Transcriptome comparison of RhoP23H/+ mouse retina with wildtype at different age

Rhodopsin P23H mutation is the most comment mutation causing autosomal dominant retinitis pigmentosa in the USA. The goal of this project is to compare the transcriptome changes of the Rhodopsin P23H knock-in mouse model of adRP to the wildtype control at different ages. The transcriptomic profile will help us understand the molecular events along the pathophysiology of reititis pigmentosa in this mouse model. We include the RNA seq data of Rhodopsin P23H heterozygous mouse retinas at 1, 3 and 6 months of age to compare with age-matched wildtype mouse retinas. N=3 and each sample is from an individual animal. Heterozygous Rhodopsin P23H knock-in mice (B6.129S6(Cg)-Rhotm1.1Kpal/J) and wildtype mice were euthanized at 1, 3 and 6 months of age and their retinas were isolated fresh. Total RNA was isolated using the Tryzol kit and RNA integrity was checked by Agilent Bioanalyzer. Libraries for RNA-Seq were prepared with KAPA Stranded mRNA-Seq poly(A) selected kit (KAPA Biosystems, Wilmington, MA)using 250 ng total RNAs for each sample. Quality checks with a bioanalyzer were also performed on each library. Paired end sequencing was performed on Illumina HighSeq 4000 (Illumnia Inc., San Diego, CA).
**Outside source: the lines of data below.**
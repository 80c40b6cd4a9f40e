//! PDF document parser using lopdf.

use std::io::Read;
use std::path::Path;

use crate::detect::detect_format_from_bytes;
use crate::error::{Error, Result};
use crate::model::{parse_pdf_date, Metadata, PageContent};

use super::backend::{LopdfBackend, PageId, PdfBackend, Scope};
use super::content::ContentInterpreter;
use super::images::collect_images;

/// PDF page extractor.
///
/// Loads a document once and extracts pages on demand.
pub struct PdfParser {
    backend: LopdfBackend,
    page_ids: Vec<PageId>,
}

impl PdfParser {
    /// Open a PDF file.
    pub fn open<P: AsRef<Path>>(path: P) -> Result<Self> {
        let data = std::fs::read(path)?;
        Self::from_bytes(&data)
    }

    /// Parse a PDF from bytes.
    pub fn from_bytes(data: &[u8]) -> Result<Self> {
        // Verify it's a PDF
        detect_format_from_bytes(data)?;

        let backend = LopdfBackend::load_bytes(data)?;
        let page_ids = backend.pages().into_values().collect();
        Ok(Self { backend, page_ids })
    }

    /// Parse a PDF from a reader.
    pub fn from_reader<R: Read>(mut reader: R) -> Result<Self> {
        let mut data = Vec::new();
        reader.read_to_end(&mut data)?;
        Self::from_bytes(&data)
    }

    /// Get the number of pages.
    pub fn page_count(&self) -> usize {
        self.page_ids.len()
    }

    /// Get PDF version.
    pub fn version(&self) -> String {
        self.backend.version()
    }

    /// Extract document metadata.
    pub fn metadata(&self) -> Metadata {
        let doc = self.backend.raw_doc();
        let mut metadata = Metadata::with_version(self.version());
        metadata.page_count = self.page_ids.len() as u32;

        let info = doc
            .trailer
            .get(b"Info")
            .ok()
            .and_then(|info| match info {
                lopdf::Object::Reference(r) => doc.get_dictionary(*r).ok(),
                lopdf::Object::Dictionary(d) => Some(d),
                _ => None,
            });

        if let Some(info_dict) = info {
            metadata.title = get_string_from_dict(info_dict, b"Title");
            metadata.author = get_string_from_dict(info_dict, b"Author");
            metadata.subject = get_string_from_dict(info_dict, b"Subject");
            metadata.keywords = get_string_from_dict(info_dict, b"Keywords");
            metadata.creator = get_string_from_dict(info_dict, b"Creator");
            metadata.producer = get_string_from_dict(info_dict, b"Producer");

            // Parse dates
            if let Some(date_str) = get_string_from_dict(info_dict, b"CreationDate") {
                metadata.created = parse_pdf_date(&date_str);
            }
            if let Some(date_str) = get_string_from_dict(info_dict, b"ModDate") {
                metadata.modified = parse_pdf_date(&date_str);
            }
        }

        metadata
    }

    /// Width and height of a page's MediaBox in points.
    pub fn page_size(&self, index: usize) -> Result<(f64, f64)> {
        let page_id = *self
            .page_ids
            .get(index)
            .ok_or_else(|| Error::page_parse(index, "page index out of range"))?;
        let media_box = self
            .backend
            .media_box(page_id)
            .map_err(|e| e.at_page(index))?;
        Ok((media_box[2] - media_box[0], media_box[3] - media_box[1]))
    }

    /// Extract the text runs and images of one page (zero-based index).
    ///
    /// Any failure is reported as [`Error::DocumentParse`] carrying the page
    /// index; a page is never silently skipped.
    pub fn extract_page(&self, index: usize) -> Result<PageContent> {
        let page_id = *self.page_ids.get(index).ok_or_else(|| {
            Error::page_parse(
                index,
                format!("page index out of range ({} pages)", self.page_ids.len()),
            )
        })?;

        self.extract_page_inner(index, page_id).map_err(|e| match e {
            Error::DocumentParse { .. } => e.at_page(index),
            Error::Io(_) | Error::Encrypted => e,
            other => Error::page_parse(index, other.to_string()),
        })
    }

    fn extract_page_inner(&self, index: usize, page_id: PageId) -> Result<PageContent> {
        let media_box = self.backend.media_box(page_id)?;
        let scope = Scope::Page(page_id);

        let layout = ContentInterpreter::new(&self.backend).run_page(scope)?;
        let placements = layout.image_placements(media_box);

        let mut page = PageContent::new(
            index,
            media_box[2] - media_box[0],
            media_box[3] - media_box[1],
        );
        page.runs = layout.text_runs(media_box);
        page.images = collect_images(&self.backend, scope, &placements)?;

        log::debug!(
            "Page {}: {} text run(s), {} image(s)",
            index,
            page.runs.len(),
            page.images.len()
        );
        Ok(page)
    }
}

/// Helper to get a string from a PDF dictionary.
fn get_string_from_dict(dict: &lopdf::Dictionary, key: &[u8]) -> Option<String> {
    let value = match dict.get(key).ok()? {
        lopdf::Object::String(bytes, _) => {
            // Try UTF-16BE first (PDF standard for Unicode)
            if let Some(rest) = bytes.strip_prefix(&[0xFE, 0xFF]) {
                let utf16: Vec<u16> = rest
                    .chunks_exact(2)
                    .map(|c| u16::from_be_bytes([c[0], c[1]]))
                    .collect();
                String::from_utf16(&utf16).ok()
            } else {
                // Try as UTF-8, then Latin-1
                String::from_utf8(bytes.clone())
                    .ok()
                    .or_else(|| Some(bytes.iter().map(|&b| b as char).collect()))
            }
        }
        lopdf::Object::Name(bytes) => String::from_utf8(bytes.clone()).ok(),
        _ => None,
    };
    value.filter(|s| !s.trim().is_empty())
}

#[cfg(test)]
mod tests {
    use super::*;
    use lopdf::{dictionary, Object};

    #[test]
    fn test_get_string_from_dict() {
        let dict = dictionary! {
            "Title" => Object::string_literal("Quarterly"),
            "Author" => Object::String(vec![0xFE, 0xFF, 0x00, 0x41], lopdf::StringFormat::Hexadecimal),
            "Empty" => Object::string_literal("  "),
            "Count" => 3,
        };
        assert_eq!(get_string_from_dict(&dict, b"Title").as_deref(), Some("Quarterly"));
        assert_eq!(get_string_from_dict(&dict, b"Author").as_deref(), Some("A"));
        assert_eq!(get_string_from_dict(&dict, b"Empty"), None);
        assert_eq!(get_string_from_dict(&dict, b"Count"), None);
        assert_eq!(get_string_from_dict(&dict, b"Missing"), None);
    }

    #[test]
    fn test_rejects_non_pdf() {
        assert!(matches!(
            PdfParser::from_bytes(b"GIF89a......"),
            Err(Error::UnknownFormat)
        ));
    }

    #[test]
    fn test_rejects_truncated_pdf() {
        assert!(PdfParser::from_bytes(b"%PDF-1.7\n1 0 obj\n<<").is_err());
    }
}
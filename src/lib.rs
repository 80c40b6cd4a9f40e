//! # pdfdeck
//!
//! Convert PDF documents into editable PowerPoint (`.pptx`) decks.
//!
//! Every page becomes one slide. Text runs become positioned, styled text
//! boxes, and raster images are analyzed for simple geometric shapes
//! (rectangles, triangles, circles) which are re-created as native slide
//! shapes instead of pixels.
//!
//! ## Quick Start
//!
//! ```no_run
//! fn main() -> pdfdeck::Result<()> {
//!     let deck = pdfdeck::convert_file("document.pdf")?;
//!     println!("{} slides", deck.slide_count());
//!     std::fs::write("document.pptx", deck.to_pptx_bytes()?)?;
//!     Ok(())
//! }
//! ```
//!
//! ## Pipeline
//!
//! - [`parser`]: page content → [`model::PageContent`] (text runs, raw images)
//! - [`style`]: raw run attributes → fully populated [`style::ResolvedStyle`]
//! - [`shapes`]: raster image → [`shapes::DetectedShape`]s
//! - [`slide`]: page content → [`slide::Slide`], accumulated into a [`SlideDocument`]
//! - [`pptx`]: [`SlideDocument`] → OOXML package
//!
//! [`convert::Converter`] drives the pipeline, optionally building slides in
//! parallel with Rayon.

pub mod convert;
pub mod detect;
pub mod error;
pub mod model;
pub mod parser;
pub mod pptx;
pub mod shapes;
pub mod slide;
pub mod style;

// Re-export commonly used types
pub use convert::{ConversionStats, ConvertOptions, Converter};
pub use detect::{detect_format_from_bytes, detect_format_from_path, is_pdf_bytes, PdfFormat};
pub use error::{Error, Result};
pub use model::{BBox, ImageAsset, ImageFormat, Metadata, PageContent, RawColor, TextRun};
pub use parser::PdfParser;
pub use pptx::PPTX_MIME_TYPE;
pub use shapes::{ClassifierConfig, DetectedShape, ShapeClassifier, ShapeKind};
pub use slide::{
    DeckBuilder, Frame, PresetShape, ShapePlacement, Slide, SlideBuilder, SlideDocument,
    SlideObject, SlideSize,
};
pub use style::{ResolvedStyle, Rgb, StyleDefaults, StyleResolver};

use std::io::Read;
use std::path::Path;

/// Convert PDF bytes with default options.
///
/// # Example
///
/// ```no_run
/// let data = std::fs::read("document.pdf").unwrap();
/// let deck = pdfdeck::convert_bytes(&data).unwrap();
/// ```
pub fn convert_bytes(data: &[u8]) -> Result<SlideDocument> {
    Converter::default().convert(data)
}

/// Convert a PDF file with default options.
pub fn convert_file<P: AsRef<Path>>(path: P) -> Result<SlideDocument> {
    Converter::default().convert_file(path)
}

/// Convert a PDF file with custom options.
///
/// # Example
///
/// ```no_run
/// use pdfdeck::{convert_file_with_options, ConvertOptions};
///
/// let options = ConvertOptions::sequential();
/// let deck = convert_file_with_options("document.pdf", options).unwrap();
/// ```
pub fn convert_file_with_options<P: AsRef<Path>>(
    path: P,
    options: ConvertOptions,
) -> Result<SlideDocument> {
    Converter::new(options).convert_file(path)
}

/// Convert a PDF from a reader with default options.
pub fn convert_reader<R: Read>(reader: R) -> Result<SlideDocument> {
    Converter::default().convert_reader(reader)
}

/// Convert PDF bytes straight to `.pptx` bytes.
///
/// # Example
///
/// ```no_run
/// let pdf = std::fs::read("document.pdf").unwrap();
/// let pptx = pdfdeck::to_pptx(&pdf).unwrap();
/// std::fs::write("document.pptx", pptx).unwrap();
/// ```
pub fn to_pptx(data: &[u8]) -> Result<Vec<u8>> {
    Converter::default().convert_to_bytes(data)
}

#[cfg(test)]
mod tests {
    use super::*;

    #[test]
    fn test_convert_bytes_rejects_garbage() {
        assert!(matches!(convert_bytes(b"hello"), Err(Error::UnknownFormat)));
    }

    #[test]
    fn test_convert_file_missing() {
        assert!(matches!(
            convert_file("/nonexistent/input.pdf"),
            Err(Error::Io(_))
        ));
    }
}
The reads were first mapped to the latest UCSC transcript set using Bowtie2 version 2.1.0 [1]and the gene expression level was estimated using RSEM v1.2.15.[2] TMM (trimmed mean of M-values) was used to normalize the gene expression. Differentially expressed genes were identified using the edgeR program[3]. Genes showing altered expression with p < 0.05 and more than 1.5 fold changes were considered differentially expressed. Goseq was uesd to perform the GO enrichment analysis and Kobas was used to performed the pathway analysis.